И все же… Не дано русскому человеку стряхнуть с себя чувство вины. Совесть не позволяет. Поэтому-то, наверное, так часто и приходят на память Геннадию Андреевичу строки Александра Твардовского:
Я знаю, никакой моей вины
В том, что другие не пришли с войны.
В том, что они — кто старше, кто моложе —
Остались там, и не о том же речь,
Что я их мог, но не сумел сберечь, —
Речь не о том, но все же, все же, все же…
Когда-то мог он поделиться своими мыслями и переживаниями с отцом. Сейчас труднее — самое сокровенное даже не всем близким друзьям поверишь. Особенно тяжелые чувства одолевают, когда приезжает в Севастополь на встречи однополчан отца — что им скажешь, чем оправдаешься? Но чувствует, что всё понимают они. И надеются. Кстати, чтит он память о боевом прошлом и других своих родственников: например, специально ездил в Калининградскую область, чтобы поклониться местам, где воевал его дядя Дмитрий Михайлович Зюганов, получивший тяжелое ранение в сражении за Кенигсберг.
Кому-то посещение Зюгановым Крыма в июньские дни 2006 года, когда в результате решительного протеста украинского народа высадившийся здесь американский десант вынужден был убраться восвояси, может показаться обычным политическим жестом. Но его подвигли на эту поездку прежде всего глубоко личные мотивы: Крымская земля ему особенно дорога потому, что здесь пролил кровь его отец. «Для меня американские солдаты в Крыму все равно что вражеские танки на Прохоровском поле», — сказано ясно и доходчиво. Под этими словами Зюганова могут подписаться и миллионы россиян, и большинство жителей Украины, не утративших историческую память. Выяснилось, что крымский урок не пошел впрок нашим правителям, затеявшим было с американцами совместное учение «Торгау-2006». Видно, не о политической близорукости следует вести речь. Похоже, в очередной раз решили проверить наш народ на прочность: «Додавили? Нет еще?»
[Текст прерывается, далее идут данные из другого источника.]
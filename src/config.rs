//! Agent configuration
//!
//! Controls which witness is used by default, which inbound requests and
//! offers are accepted without caller confirmation, and how long callers wait
//! on protocol completion.

use std::time::Duration;

use serde::{Deserialize, Serialize};
use tracing::warn;

use crate::core::{TransportHint, DEFAULT_EVENT_CAPACITY};
use crate::types::{Did, ValueTransferError};

/// Default wait for a transaction to reach a terminal state
pub const DEFAULT_TERMINAL_WAIT_MS: u64 = 120_000;

/// Default wait for a witness to confirm a mint
pub const DEFAULT_MINT_WAIT_MS: u64 = 20_000;

/// Whether an inbound request or offer is accepted without the caller
#[derive(Debug, Clone, Copy, Default, PartialEq, Eq, Serialize, Deserialize)]
#[serde(rename_all = "lowercase")]
pub enum AutoAccept {
    #[default]
    Never,
    Always,
}

impl AutoAccept {
    pub fn is_always(self) -> bool {
        self == AutoAccept::Always
    }
}

/// Configuration of one agent instance
#[derive(Clone, Debug, Serialize, Deserialize)]
pub struct AgentConfig {
    /// DID of this agent
    pub did: Did,

    /// Default witness when an operation does not name one
    #[serde(default)]
    pub witness_did: Option<Did>,

    /// Giver side: accept inbound payment requests automatically
    #[serde(default)]
    pub auto_accept_payment_request: AutoAccept,

    /// Getter side: accept inbound payment offers automatically
    #[serde(default)]
    pub auto_accept_payment_offer: AutoAccept,

    /// Giver side: accept a request that answers one of our own offers
    #[serde(default = "default_offered_request")]
    pub auto_accept_offered_payment_request: AutoAccept,

    /// Per-transaction locking; disabling is only safe in single-threaded harnesses
    #[serde(default = "default_true")]
    pub lock_transactions: bool,

    /// Whether this agent notarizes transfers and mints as a witness
    #[serde(default)]
    pub is_witness: bool,

    #[serde(default = "default_unit")]
    pub unit_of_amount: String,

    #[serde(default)]
    pub default_transport: Option<TransportHint>,

    #[serde(default = "default_event_capacity")]
    pub event_capacity: usize,

    #[serde(default = "default_terminal_wait_ms")]
    pub terminal_wait_ms: u64,

    #[serde(default = "default_mint_wait_ms")]
    pub mint_wait_ms: u64,
}

fn default_offered_request() -> AutoAccept {
    AutoAccept::Always
}

fn default_true() -> bool {
    true
}

fn default_unit() -> String {
    "credit".to_string()
}

fn default_event_capacity() -> usize {
    DEFAULT_EVENT_CAPACITY
}

fn default_terminal_wait_ms() -> u64 {
    DEFAULT_TERMINAL_WAIT_MS
}

fn default_mint_wait_ms() -> u64 {
    DEFAULT_MINT_WAIT_MS
}

impl AgentConfig {
    /// Create a configuration with defaults for everything but the DID
    pub fn new(did: impl Into<Did>) -> Self {
        AgentConfig {
            did: did.into(),
            witness_did: None,
            auto_accept_payment_request: AutoAccept::Never,
            auto_accept_payment_offer: AutoAccept::Never,
            auto_accept_offered_payment_request: default_offered_request(),
            lock_transactions: true,
            is_witness: false,
            unit_of_amount: default_unit(),
            default_transport: None,
            event_capacity: DEFAULT_EVENT_CAPACITY,
            terminal_wait_ms: DEFAULT_TERMINAL_WAIT_MS,
            mint_wait_ms: DEFAULT_MINT_WAIT_MS,
        }
    }

    pub fn with_witness(mut self, witness: impl Into<Did>) -> Self {
        self.witness_did = Some(witness.into());
        self
    }

    pub fn as_witness(mut self) -> Self {
        self.is_witness = true;
        self
    }

    pub fn terminal_wait(&self) -> Duration {
        Duration::from_millis(self.terminal_wait_ms)
    }

    pub fn mint_wait(&self) -> Duration {
        Duration::from_millis(self.mint_wait_ms)
    }

    /// Check the configuration before an agent is built
    ///
    /// Invalid configuration is a programmer error and is reported, never
    /// silently corrected.
    pub fn validate(&self) -> Result<(), ValueTransferError> {
        if !self.did.as_str().starts_with("did:") {
            return Err(ValueTransferError::invalid_config(format!(
                "agent DID '{}' is not a DID",
                self.did
            )));
        }
        if let Some(witness) = &self.witness_did {
            if !witness.as_str().starts_with("did:") {
                return Err(ValueTransferError::invalid_config(format!(
                    "witness DID '{}' is not a DID",
                    witness
                )));
            }
        }
        if self.unit_of_amount.trim().is_empty() {
            return Err(ValueTransferError::invalid_config("unit_of_amount is empty"));
        }
        if self.event_capacity == 0 {
            return Err(ValueTransferError::invalid_config("event_capacity must be positive"));
        }
        if !self.lock_transactions {
            warn!(did = %self.did, "lock_transactions is off; concurrent delivery is unsafe");
        }
        Ok(())
    }
}

impl From<&str> for AgentConfig {
    fn from(did: &str) -> Self {
        AgentConfig::new(did)
    }
}
//! Per-transaction mutual exclusion
//!
//! This module provides the `LockManager`, which hands out one async lock per
//! transaction id. Every coordinator operation that mutates a transaction
//! holds its [`TransactionGuard`] for the whole check-transition-persist
//! sequence, so transitions for one id are applied one at a time while
//! unrelated transactions proceed in parallel.
//!
//! # Lock order
//!
//! The wallet lock inside [`PartyStateStore`](super::PartyStateStore) can
//! only be taken by presenting a `TransactionGuard`, which makes the global
//! order (transaction lock first, wallet lock second) a type-level rule.
//!
//! # Reentrancy
//!
//! Locks are not recursive. An operation that continues under a lock its
//! caller already holds receives the caller's guard and checks it with
//! [`TransactionGuard::ensure_for`] instead of locking again.

use std::sync::Arc;

use dashmap::DashMap;
use tokio::sync::{Mutex, OwnedMutexGuard};
use tracing::{trace, warn};

use crate::types::{TransactionId, ValueTransferError};

type LockTable = DashMap<TransactionId, Arc<Mutex<()>>>;

/// Issues per-transaction locks
#[derive(Debug)]
pub struct LockManager {
    enabled: bool,
    locks: Arc<LockTable>,
}

impl LockManager {
    /// Create a lock manager
    ///
    /// With `enabled = false` guards are issued without any mutual exclusion.
    /// That is only sound for single-threaded test harnesses.
    pub fn new(enabled: bool) -> Self {
        if !enabled {
            warn!("transaction locking disabled");
        }
        LockManager {
            enabled,
            locks: Arc::new(DashMap::new()),
        }
    }

    /// Acquire the lock for a transaction id, waiting if another task holds it
    pub async fn lock_transaction(&self, id: &TransactionId) -> TransactionGuard {
        if !self.enabled {
            return TransactionGuard {
                id: id.clone(),
                guard: None,
                locks: Arc::clone(&self.locks),
            };
        }

        let mutex = Arc::clone(
            &self
                .locks
                .entry(id.clone())
                .or_insert_with(|| Arc::new(Mutex::new(()))),
        );
        let guard = mutex.lock_owned().await;
        trace!(thid = %id, "transaction lock acquired");

        TransactionGuard {
            id: id.clone(),
            guard: Some(guard),
            locks: Arc::clone(&self.locks),
        }
    }

    /// Number of ids that currently have a lock entry
    pub fn active_locks(&self) -> usize {
        self.locks.len()
    }
}

/// Proof that the holder owns the lock of one transaction
///
/// Dropping the guard releases the lock on every exit path, including early
/// returns with `?`.
#[derive(Debug)]
pub struct TransactionGuard {
    id: TransactionId,
    guard: Option<OwnedMutexGuard<()>>,
    locks: Arc<LockTable>,
}

impl TransactionGuard {
    pub fn id(&self) -> &TransactionId {
        &self.id
    }

    /// Check that this guard covers `id`
    pub fn ensure_for(&self, id: &TransactionId) -> Result<(), ValueTransferError> {
        if &self.id == id {
            Ok(())
        } else {
            Err(ValueTransferError::LockMismatch {
                held: self.id.to_string(),
                requested: id.to_string(),
            })
        }
    }
}

impl Drop for TransactionGuard {
    fn drop(&mut self) {
        if let Some(guard) = self.guard.take() {
            drop(guard);
            // Only the table's own reference left: nobody holds or awaits it.
            self.locks
                .remove_if(&self.id, |_, mutex| Arc::strong_count(mutex) == 1);
            trace!(thid = %self.id, "transaction lock released");
        }
    }
}
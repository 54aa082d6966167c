//! Value Transfer Protocol Library
//! # Overview
//!
//! This library coordinates peer-to-peer transfers of digital cash between
//! DID-identified agents. A transfer is notarized by a witness, which is the
//! only party allowed to move note ownership.
//!
//! # Architecture
//!
//! The system is organized into several key components:
//!
//! - [`types`] - Core data types (Transaction, Note, ProtocolMessage, etc.)
//! - [`core`] - Shared infrastructure:
//!   - [`core::transaction_store`] - Records keyed by transaction id
//!   - [`core::lock_manager`] - Per-transaction mutual exclusion
//!   - [`core::party_state`] - Lock-guarded wallet state
//!   - [`core::event_bus`] - State-change notifications and completion waits
//!   - [`core::transport`] - Outbound delivery and the in-process network
//!   - [`core::witness_directory`] - Witness table cache and gossip
//! - [`roles`] - One coordinator per protocol role
//! - [`agent`] - The per-participant facade routing inbound messages
//! - [`config`] - Agent configuration
//! - [`logging`] - `tracing` subscriber setup
//!
//! # Roles
//!
//! - **Getter**: Requests value (or accepts an offer) and accepts the cash
//! - **Giver**: Commits notes from its wallet to pay a request
//! - **Witness**: Validates and moves notes, issues receipts, records mints
//! - **Issuer**: Mints new notes through a witness
//!
//! # Happy Path
//!
//! ```text
//! Getter ── Request ──────────────────► Witness, Giver
//! Giver  ── RequestAccepted ──────────► Witness
//! Witness ─ RequestAcceptedWitnessed ─► Getter
//! Getter ── CashAccepted ─────────────► Witness
//! Witness ─ CashAcceptedWitnessed, CashRemoved, GiverReceipt ─► Giver
//! Witness ─ GetterReceipt ────────────► Getter
//! ```

pub mod agent;
pub mod config;
pub mod core;
pub mod logging;
pub mod roles;
pub mod types;

pub use agent::Agent;
pub use config::{AgentConfig, AutoAccept};
pub use core::{
    InMemoryNetwork, InMemoryTransactionRepository, TransactionRepository, TransferEvent,
    TransportChannel, TransportHint,
};
pub use logging::{init_logging, LogFormat};
pub use types::{
    Did, MessageBody, Note, ProtocolMessage, Role, Timeouts, TransactionId, TransactionState,
    ValueTransferError, ValueTransferRecord,
};
#[cfg(test)]
mod tests {
    use super::test_support::context;
    use super::*;
    use crate::core::InMemoryNetwork;
    use crate::types::MessageBody;
    use rust_decimal::Decimal;
    use TransactionState::*;

    async fn seeded(
        party: &PartyCoordinator,
        state: TransactionState,
        witness: &Did,
        counterpart: &Did,
    ) -> ValueTransferRecord {
        let id = TransactionId::generate();
        let guard = party.lock(&id).await;
        let mut record = party.new_record(Role::Getter, id, state, Decimal::TEN);
        record.transaction.getter = Some(party.did().clone());
        record.transaction.giver = Some(counterpart.clone());
        record.transaction.witness = Some(witness.clone());
        party.create(&guard, record).await.unwrap()
    }

    #[tokio::test]
    async fn test_transition_rejects_illegal_edge() {
        let network = InMemoryNetwork::new();
        let party = PartyCoordinator::new(context(&network, "did:peer:g".into(), &[]));
        let record = seeded(&party, RequestSent, &Did::from("did:peer:w"), &Did::from("did:peer:v")).await;

        let guard = party.lock(&record.id).await;
        let result = party.transition(&guard, record.clone(), CashRemoved, |_| {}).await;

        assert!(matches!(result, Err(ValueTransferError::InvalidState { .. })));
        drop(guard);
        let stored = party.context().repository.get(&record.id).await.unwrap();
        assert_eq!(stored.state(), RequestSent);
    }

    #[tokio::test]
    async fn test_transition_requires_matching_guard() {
        let network = InMemoryNetwork::new();
        let party = PartyCoordinator::new(context(&network, "did:peer:g".into(), &[]));
        let record = seeded(&party, RequestSent, &Did::from("did:peer:w"), &Did::from("did:peer:v")).await;

        let other = party.lock(&TransactionId::generate()).await;
        let result = party.transition(&other, record, Failed, |_| {}).await;

        assert!(matches!(result, Err(ValueTransferError::LockMismatch { .. })));
    }

    #[tokio::test]
    async fn test_problem_report_from_participant_fails_transaction() {
        let network = InMemoryNetwork::new();
        let witness = Did::from("did:peer:w");
        let party = PartyCoordinator::new(context(&network, "did:peer:g".into(), &[]));
        let record = seeded(&party, RequestSent, &witness, &Did::from("did:peer:v")).await;

        let report = ProblemReport {
            code: codes::EXPIRED.to_string(),
            comment: "too late".to_string(),
        };
        let failed = party
            .process_problem_report(&witness, &record.id, report)
            .await
            .unwrap();

        assert_eq!(failed.state(), Failed);
        let error = failed.transaction.error.unwrap();
        assert_eq!(error.code, codes::EXPIRED);
        assert_eq!(error.comment, "too late");
    }

    #[tokio::test]
    async fn test_problem_report_from_stranger_is_dropped() {
        let network = InMemoryNetwork::new();
        let party = PartyCoordinator::new(context(&network, "did:peer:g".into(), &[]));
        let record = seeded(&party, RequestSent, &Did::from("did:peer:w"), &Did::from("did:peer:v")).await;

        let report = ProblemReport {
            code: codes::ABORTED.to_string(),
            comment: "hijack".to_string(),
        };
        let unchanged = party
            .process_problem_report(&Did::from("did:peer:mallory"), &record.id, report)
            .await
            .unwrap();

        assert_eq!(unchanged.state(), RequestSent);
    }

    #[tokio::test]
    async fn test_abort_notifies_participants() {
        let network = InMemoryNetwork::new();
        let witness = Did::from("did:peer:w");
        let giver = Did::from("did:peer:v");
        let mut witness_inbox = network.register(&witness);
        let mut giver_inbox = network.register(&giver);
        let party = PartyCoordinator::new(context(&network, "did:peer:g".into(), &[]));
        let record = seeded(&party, RequestSent, &witness, &giver).await;

        let aborted = party.abort(&record.id, None, "changed my mind").await.unwrap();
        assert_eq!(aborted.state(), Failed);

        for inbox in [&mut witness_inbox, &mut giver_inbox] {
            let (from, message) = inbox.recv().await.unwrap();
            assert_eq!(&from, party.did());
            match message.body {
                MessageBody::ProblemReport(report) => assert_eq!(report.code, codes::ABORTED),
                other => panic!("Expected problem report, got {:?}", other),
            }
        }

        let again = party.abort(&record.id, None, "twice").await;
        assert!(matches!(again, Err(ValueTransferError::Terminal { .. })));
    }

    #[tokio::test]
    async fn test_fail_releases_reserved_notes() {
        let network = InMemoryNetwork::new();
        let party = PartyCoordinator::new(context(&network, "did:peer:v".into(), &[4, 6]));
        let record = seeded(&party, RequestSent, &Did::from("did:peer:w"), &Did::from("did:peer:g")).await;

        let guard = party.lock(&record.id).await;
        party
            .context()
            .wallet
            .use_party_state(&guard, |state| state.select_notes(Decimal::new(5, 0), &record.id))
            .await
            .unwrap();
        assert!(party.context().wallet.snapshot().await.available_balance() < Decimal::TEN);

        let problem = ProblemError {
            code: codes::INTERNAL.to_string(),
            comment: "test".to_string(),
        };
        party.fail(&guard, record, problem, Vec::new()).await.unwrap();

        assert_eq!(
            party.context().wallet.snapshot().await.available_balance(),
            Decimal::TEN
        );
    }
}
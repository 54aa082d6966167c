//! Witness table types
//!
//! The witness table maps each known witness DID to its routing metadata.
//! It is exchanged by the gossip layer and always replaced as a whole.

use std::collections::BTreeMap;

use serde::{Deserialize, Serialize};

use super::transaction::Did;

/// Routing metadata for one witness
#[derive(Debug, Clone, PartialEq, Eq, Serialize, Deserialize)]
pub struct WitnessInfo {
    pub did: Did,
    pub label: Option<String>,
    /// Transport endpoints the witness can be reached on
    #[serde(default)]
    pub endpoints: Vec<String>,
}

impl WitnessInfo {
    pub fn new(did: Did) -> Self {
        WitnessInfo {
            did,
            label: None,
            endpoints: Vec::new(),
        }
    }
}

/// Known witnesses keyed by DID
#[derive(Debug, Clone, Default, PartialEq, Eq, Serialize, Deserialize)]
pub struct WitnessTable {
    pub entries: BTreeMap<Did, WitnessInfo>,
}

impl WitnessTable {
    pub fn from_entries(entries: impl IntoIterator<Item = WitnessInfo>) -> Self {
        WitnessTable {
            entries: entries.into_iter().map(|e| (e.did.clone(), e)).collect(),
        }
    }

    pub fn get(&self, did: &Did) -> Option<&WitnessInfo> {
        self.entries.get(did)
    }

    pub fn len(&self) -> usize {
        self.entries.len()
    }

    pub fn is_empty(&self) -> bool {
        self.entries.is_empty()
    }
}
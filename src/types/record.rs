//! Persistence view of a transaction
//!
//! A `ValueTransferRecord` wraps a [`Transaction`] with the role it is held
//! under locally, its thread id and role-local bookkeeping. There is exactly
//! one record per transaction id; records are kept as an audit trail after
//! completion and only removed by an explicit purge.

use chrono::{DateTime, Utc};
use serde::{Deserialize, Serialize};

use super::transaction::{Did, Role, Transaction, TransactionId, TransactionState};

#[derive(Debug, Clone, PartialEq, Serialize, Deserialize)]
pub struct ValueTransferRecord {
    pub id: TransactionId,

    /// DIDComm thread id; equal to `id` for every protocol run
    pub thread_id: TransactionId,

    /// Role the local agent plays in this transaction
    pub role: Role,

    pub transaction: Transaction,

    /// Local DID representations used on this thread
    #[serde(default)]
    pub used_dids: Vec<Did>,

    pub created_at: DateTime<Utc>,
    pub updated_at: DateTime<Utc>,
}

impl ValueTransferRecord {
    pub fn new(role: Role, transaction: Transaction, local_did: &Did) -> Self {
        let now = Utc::now();
        ValueTransferRecord {
            id: transaction.id.clone(),
            thread_id: transaction.id.clone(),
            role,
            transaction,
            used_dids: vec![local_did.clone()],
            created_at: now,
            updated_at: now,
        }
    }

    pub fn state(&self) -> TransactionState {
        self.transaction.state
    }

    pub fn is_terminal(&self) -> bool {
        self.transaction.state.is_terminal()
    }
}
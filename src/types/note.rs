//! Note and wallet-state types for the value transfer protocol
//!
//! This module defines the `Note` (an indivisible unit of value) and the
//! `PartyState` ledger snapshot each agent keeps for its own wallet.

use std::collections::HashSet;

use rust_decimal::Decimal;
use serde::{Deserialize, Serialize};
use uuid::Uuid;

use super::error::ValueTransferError;
use super::transaction::{Did, TransactionId};

/// An indivisible unit of value
///
/// The commitment scheme backing a note is external; the protocol core only
/// tracks its identity, value and current owner.
#[derive(Debug, Clone, PartialEq, Eq, Hash, Serialize, Deserialize)]
pub struct Note {
    /// Unique note identifier
    pub id: String,

    /// Face value of the note
    pub value: Decimal,

    /// DID that currently owns the note
    pub owner: Did,
}

impl Note {
    /// Create a fresh note with a random id
    pub fn new(value: Decimal, owner: Did) -> Self {
        Note {
            id: Uuid::new_v4().to_string(),
            value,
            owner,
        }
    }
}

/// Sum of note values
pub fn total_value(notes: &[Note]) -> Decimal {
    notes.iter().map(|n| n.value).sum()
}

/// Every note must carry positive value under an id not repeated in `notes`
///
/// # Errors
///
/// * `InvalidAmount` - For the first note valued zero or less
/// * `DuplicateNote` - For the first id seen twice
pub fn check_notes(id: impl ToString, notes: &[Note]) -> Result<(), ValueTransferError> {
    let mut seen = HashSet::new();
    for note in notes {
        if note.value <= Decimal::ZERO {
            return Err(ValueTransferError::InvalidAmount { amount: note.value });
        }
        if !seen.insert(note.id.as_str()) {
            return Err(ValueTransferError::DuplicateNote {
                id: id.to_string(),
                note: note.id.clone(),
            });
        }
    }
    Ok(())
}

/// A note held in the local wallet, possibly reserved by an in-flight transaction
#[derive(Debug, Clone, PartialEq, Serialize, Deserialize)]
pub struct OwnedNote {
    pub note: Note,

    /// Transaction that selected this note, if any
    ///
    /// Reserved notes cannot be selected by another transaction, which is
    /// what keeps two concurrent payments from spending the same note.
    pub reserved_by: Option<TransactionId>,
}

/// Per-wallet ledger snapshot
///
/// Exactly one `PartyState` exists per agent. It is created at bootstrap,
/// updated on every committed cash movement and never deleted.
#[derive(Debug, Clone, Default, PartialEq, Serialize, Deserialize)]
pub struct PartyState {
    /// Notes owned by this party
    pub notes: Vec<OwnedNote>,

    /// Monotonically advancing mutation counter
    pub sequence: u64,
}

impl PartyState {
    /// Create a party state owning the given notes
    pub fn with_notes(notes: Vec<Note>) -> Self {
        PartyState {
            notes: notes
                .into_iter()
                .map(|note| OwnedNote {
                    note,
                    reserved_by: None,
                })
                .collect(),
            sequence: 0,
        }
    }

    /// Total value of all owned notes, reserved or not
    pub fn balance(&self) -> Decimal {
        self.notes.iter().map(|n| n.note.value).sum()
    }

    /// Value of notes not reserved by any transaction
    pub fn available_balance(&self) -> Decimal {
        self.notes
            .iter()
            .filter(|n| n.reserved_by.is_none())
            .map(|n| n.note.value)
            .sum()
    }

    pub fn contains(&self, note_id: &str) -> bool {
        self.notes.iter().any(|n| n.note.id == note_id)
    }

    /// Reserve unreserved notes covering `amount` for transaction `tx`
    ///
    /// Notes already reserved by `tx` are returned again so that a retried
    /// acceptance selects the same notes.
    ///
    /// # Returns
    ///
    /// * `Ok(Vec<Note>)` - The selected notes; their sum is at least `amount`
    /// * `Err(ValueTransferError::InsufficientFunds)` - If unreserved notes do not cover `amount`
    pub fn select_notes(
        &mut self,
        amount: Decimal,
        tx: &TransactionId,
    ) -> Result<Vec<Note>, ValueTransferError> {
        let already: Vec<Note> = self
            .notes
            .iter()
            .filter(|n| n.reserved_by.as_ref() == Some(tx))
            .map(|n| n.note.clone())
            .collect();
        if !already.is_empty() && total_value(&already) >= amount {
            return Ok(already);
        }

        let available = self.available_balance() + total_value(&already);
        if available < amount {
            return Err(ValueTransferError::insufficient_funds(available, amount));
        }

        let mut covered = total_value(&already);
        for owned in self.notes.iter_mut() {
            if covered >= amount {
                break;
            }
            if owned.reserved_by.is_none() {
                owned.reserved_by = Some(tx.clone());
                covered += owned.note.value;
            }
        }
        self.sequence += 1;

        Ok(self
            .notes
            .iter()
            .filter(|n| n.reserved_by.as_ref() == Some(tx))
            .map(|n| n.note.clone())
            .collect())
    }

    /// Reserve exactly `notes` for `tx`, all or nothing
    ///
    /// Each note must be held with the same value, owned by `owner` and not
    /// reserved by another transaction.
    pub fn reserve(
        &mut self,
        notes: &[Note],
        owner: &Did,
        tx: &TransactionId,
    ) -> Result<(), ValueTransferError> {
        for note in notes {
            let held = self.notes.iter().find(|n| n.note.id == note.id);
            let spendable = held.is_some_and(|n| {
                n.note.value == note.value
                    && &n.note.owner == owner
                    && n.reserved_by.as_ref().map_or(true, |r| r == tx)
            });
            if !spendable {
                return Err(ValueTransferError::UnknownNote {
                    note: note.id.clone(),
                    owner: owner.clone(),
                });
            }
        }
        for owned in self.notes.iter_mut() {
            if notes.iter().any(|n| n.id == owned.note.id) {
                owned.reserved_by = Some(tx.clone());
            }
        }
        self.sequence += 1;
        Ok(())
    }

    /// Drop every reservation held by `tx`
    pub fn release(&mut self, tx: &TransactionId) {
        let mut changed = false;
        for owned in self.notes.iter_mut() {
            if owned.reserved_by.as_ref() == Some(tx) {
                owned.reserved_by = None;
                changed = true;
            }
        }
        if changed {
            self.sequence += 1;
        }
    }

    /// Remove notes by id, returning the total value removed
    ///
    /// Unknown ids are skipped, so consuming the same notes twice is a no-op.
    pub fn consume(&mut self, note_ids: &[String]) -> Decimal {
        let before = self.balance();
        self.notes.retain(|n| !note_ids.contains(&n.note.id));
        let removed = before - self.balance();
        if !removed.is_zero() {
            self.sequence += 1;
        }
        removed
    }

    /// Add notes to the wallet, skipping ids already held
    pub fn receive(&mut self, notes: &[Note]) -> Decimal {
        let mut added = Decimal::ZERO;
        for note in notes {
            if !self.contains(&note.id) {
                self.notes.push(OwnedNote {
                    note: note.clone(),
                    reserved_by: None,
                });
                added += note.value;
            }
        }
        if !added.is_zero() {
            self.sequence += 1;
        }
        added
    }
}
Тогда, в 1962 году, когда Геннадий покидал отчий дом, будущее представлялось по-иному. Страна была на подъеме. Был совершен впечатляющий прорыв в космос, по Северному морскому пути проводил транспортные караваны ледокол «Ленин» — первое в мире гражданское судно с атомной силовой установкой, а просторы воздушного океана бороздили сверхсовременные Ту-114. Достижения в науке, технике и промышленности были столь очевидными, что возникавшие время от времени провалы в экономике, главным образом в сельском хозяйстве, и социальные конфликты в некоторых регионах, проявившиеся после вынужденного повышения розничных цен на мясо и масло в 1962 году, искренне воспринимались как временные неудачи, досадные просчеты. Несмотря на волюнтаристские замашки Хрущева, получившие свое отражение и в новой, третьей Программе КПСС, молодое поколение воодушевляла поставленная партией цель — за два десятилетия построить в стране коммунистическое общество. Конечно, в пытливые умы закрадывались сомнения по поводу столь категоричного определения сроков строительства светлого будущего, но казалось, что сама жизнь подтверждает их обоснованность. Как яркое свидетельство жизненности идей, вдохновлявших страну, была воспринята и победа социалистической революции на Кубе. Нагнетание империалистическими силами эскалации «холодной войны», что, как известно, привело к возведению Берлинской стены и Карибскому кризису, только укрепляло решительность и энтузиазм строителей коммунизма, веру в его торжество.